(untagged)

Building .NET Coverage Tool

Sergiy Sakharov

0.00/5 (No votes)

25 Aug 2009

This article is a walkthrough for building a .NET coverage tool

Introduction
The Problem
PDB Parsing
Assembly Alteration
- Notes: Common Language Runtime Detected an Invalid Program
Sequence Point Hit Counter / Report Updater
Results
Usage
- Usage Example
Possible Improvements
Getting the Sources
Credits
History
Note to License

Introduction

This article is a walkthrough for building a .NET coverage tool.

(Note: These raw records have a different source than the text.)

//! Request value model.
//!
//! Everything a client can send (query strings, form fields, JSON bodies,
//! uploaded files) is decoded into [`ParamValue`] trees stored in
//! [`ParamBag`]s, one bag per source.

use std::fmt;

use bytes::Bytes;
use indexmap::IndexMap;
use serde::ser::{Serialize, SerializeMap, SerializeSeq, Serializer};

/// Name-keyed, insertion-ordered collection of request values.
pub type ParamBag = IndexMap<String, ParamValue>;

/// One decoded request value.
#[derive(Clone, Debug, Default, PartialEq)]
pub enum ParamValue {
    #[default]
    Null,
    Bool(bool),
    Number(serde_json::Number),
    String(String),
    List(Vec<ParamValue>),
    Map(IndexMap<String, ParamValue>),
    File(UploadedFile),
}

impl ParamValue {
    pub fn is_null(&self) -> bool {
        matches!(self, Self::Null)
    }

    pub fn as_str(&self) -> Option<&str> {
        match self {
            Self::String(s) => Some(s),
            _ => None,
        }
    }

    pub fn as_file(&self) -> Option<&UploadedFile> {
        match self {
            Self::File(f) => Some(f),
            _ => None,
        }
    }

    /// Elements of a list or map, with their keys. `None` for anything else.
    pub fn entries(&self) -> Option<Vec<(String, &ParamValue)>> {
        match self {
            Self::List(items) => Some(
                items.iter().enumerate().map(|(i, v)| (i.to_string(), v)).collect(),
            ),
            Self::Map(map) => Some(map.iter().map(|(k, v)| (k.clone(), v)).collect()),
            _ => None,
        }
    }

    /// String form of a scalar, as a regex sees it.
    pub(crate) fn scalar_string(&self) -> Option<String> {
        match self {
            Self::String(s) => Some(s.clone()),
            Self::Number(n) => Some(n.to_string()),
            Self::Bool(true) => Some("1".to_owned()),
            Self::Bool(false) => Some(String::new()),
            _ => None,
        }
    }

    /// Strict identity: same variant, same contents, same key order.
    pub fn identical(&self, other: &ParamValue) -> bool {
        match (self, other) {
            (Self::Map(a), Self::Map(b)) => {
                a.len() == b.len()
                    && a.iter()
                        .zip(b.iter())
                        .all(|((ka, va), (kb, vb))| ka == kb && va.identical(vb))
            }
            (Self::List(a), Self::List(b)) => {
                a.len() == b.len() && a.iter().zip(b).all(|(x, y)| x.identical(y))
            }
            _ => self == other,
        }
    }

    pub fn to_json(&self) -> serde_json::Value {
        match self {
            Self::Null => serde_json::Value::Null,
            Self::Bool(b) => serde_json::Value::Bool(*b),
            Self::Number(n) => serde_json::Value::Number(n.clone()),
            Self::String(s) => serde_json::Value::String(s.clone()),
            Self::List(items) => items.iter().map(ParamValue::to_json).collect(),
            Self::Map(map) => serde_json::Value::Object(
                map.iter().map(|(k, v)| (k.clone(), v.to_json())).collect(),
            ),
            Self::File(f) => serde_json::Value::String(f.client_name.clone()),
        }
    }
}

impl fmt::Display for ParamValue {
    fn fmt(&self, f: &mut fmt::Formatter<'_>) -> fmt::Result {
        match self {
            Self::String(s) => f.write_str(s),
            Self::File(file) => f.write_str(&file.client_name),
            other => write!(f, "{}", other.to_json()),
        }
    }
}

/// Files serialize as their client-side file name.
impl Serialize for ParamValue {
    fn serialize<S: Serializer>(&self, serializer: S) -> Result<S::Ok, S::Error> {
        match self {
            Self::Null => serializer.serialize_unit(),
            Self::Bool(b) => serializer.serialize_bool(*b),
            Self::Number(n) => n.serialize(serializer),
            Self::String(s) => serializer.serialize_str(s),
            Self::List(items) => {
                let mut seq = serializer.serialize_seq(Some(items.len()))?;
                for item in items {
                    seq.serialize_element(item)?;
                }
                seq.end()
            }
            Self::Map(entries) => {
                let mut map = serializer.serialize_map(Some(entries.len()))?;
                for (k, v) in entries {
                    map.serialize_entry(k, v)?;
                }
                map.end()
            }
            Self::File(file) => serializer.serialize_str(&file.client_name),
        }
    }
}

impl From<&str> for ParamValue {
    fn from(s: &str) -> Self {
        Self::String(s.to_owned())
    }
}

impl From<String> for ParamValue {
    fn from(s: String) -> Self {
        Self::String(s)
    }
}

impl From<bool> for ParamValue {
    fn from(b: bool) -> Self {
        Self::Bool(b)
    }
}

impl From<i64> for ParamValue {
    fn from(n: i64) -> Self {
        Self::Number(n.into())
    }
}

impl From<UploadedFile> for ParamValue {
    fn from(f: UploadedFile) -> Self {
        Self::File(f)
    }
}

impl<T: Into<ParamValue>> From<Vec<T>> for ParamValue {
    fn from(items: Vec<T>) -> Self {
        Self::List(items.into_iter().map(Into::into).collect())
    }
}

impl From<IndexMap<String, ParamValue>> for ParamValue {
    fn from(map: IndexMap<String, ParamValue>) -> Self {
        Self::Map(map)
    }
}

impl<T: Into<ParamValue>> From<Option<T>> for ParamValue {
    fn from(v: Option<T>) -> Self {
        v.map_or(Self::Null, Into::into)
    }
}

impl From<serde_json::Value> for ParamValue {
    fn from(v: serde_json::Value) -> Self {
        match v {
            serde_json::Value::Null => Self::Null,
            serde_json::Value::Bool(b) => Self::Bool(b),
            serde_json::Value::Number(n) => Self::Number(n),
            serde_json::Value::String(s) => Self::String(s),
            serde_json::Value::Array(items) => {
                Self::List(items.into_iter().map(Into::into).collect())
            }
            serde_json::Value::Object(map) => {
                Self::Map(map.into_iter().map(|(k, v)| (k, v.into())).collect())
            }
        }
    }
}

// ── Uploaded files ────────────────────────────────────────────────────────────

/// Outcome of receiving one uploaded file.
///
/// Mirrors the classic CGI upload status codes so front-ends that stage
/// uploads elsewhere can report why a file is missing or truncated.
#[derive(Clone, Copy, Debug, Default, Eq, PartialEq)]
pub enum UploadError {
    #[default]
    Ok,
    IniSize,
    FormSize,
    Partial,
    NoFile,
    NoTmpDir,
    CantWrite,
    Extension,
}

impl UploadError {
    /// Maps a numeric upload status (0–8, 5 unused). Unknown codes map to
    /// `CantWrite`.
    pub fn from_code(code: u8) -> Self {
        match code {
            0 => Self::Ok,
            1 => Self::IniSize,
            2 => Self::FormSize,
            3 => Self::Partial,
            4 => Self::NoFile,
            6 => Self::NoTmpDir,
            8 => Self::Extension,
            _ => Self::CantWrite,
        }
    }

    pub(crate) fn message(self) -> &'static str {
        match self {
            Self::Ok => "",
            Self::IniSize | Self::FormSize => "The file is too large.",
            Self::Partial => "The file was only partially uploaded.",
            Self::NoFile => "No file was uploaded.",
            Self::NoTmpDir => "No temporary folder was configured.",
            Self::CantWrite => "Cannot write temporary file to disk.",
            Self::Extension => "An extension stopped the file upload.",
        }
    }
}

/// A file received in a `multipart/form-data` body.
#[derive(Clone, Debug, PartialEq)]
pub struct UploadedFile {
    pub(crate) client_name: String,
    pub(crate) mime_type: Option<String>,
    pub(crate) data: Bytes,
    pub(crate) error: UploadError,
}

impl UploadedFile {
    pub fn new(client_name: impl Into<String>, mime_type: Option<&str>, data: impl Into<Bytes>) -> Self {
        Self {
            client_name: client_name.into(),
            mime_type: mime_type.map(str::to_owned),
            data: data.into(),
            error: UploadError::Ok,
        }
    }

    pub fn with_error(mut self, error: UploadError) -> Self {
        self.error = error;
        self
    }

    /// File name as sent by the client.
    pub fn client_name(&self) -> &str { &self.client_name }
    /// Mime type as declared by the client. Not trusted by validation.
    pub fn mime_type(&self) -> Option<&str> { self.mime_type.as_deref() }
    pub fn data(&self) -> &Bytes { &self.data }
    pub fn size(&self) -> u64 { self.data.len() as u64 }
    pub fn error(&self) -> UploadError { self.error }

    pub fn is_valid(&self) -> bool {
        self.error == UploadError::Ok
    }
}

After having spent some time configuring build tools to use NCover Community Edition (one must be registered in order to download a free community edition), and having listened to complaints regarding its frozen beta status, as well as a high price of the commercial version, I decided to study alternatives. One of the alternatives to NCover is a source-code instrumenting opensource project which is also called NCover - NCover opensource. Modification of a source code is definitely a solution but is undesirable for most of the large projects. Another coverage tool is integrated into VS Team Edition which is not free. Moreover, it is limited to the Microsoft Unittesting Framework only.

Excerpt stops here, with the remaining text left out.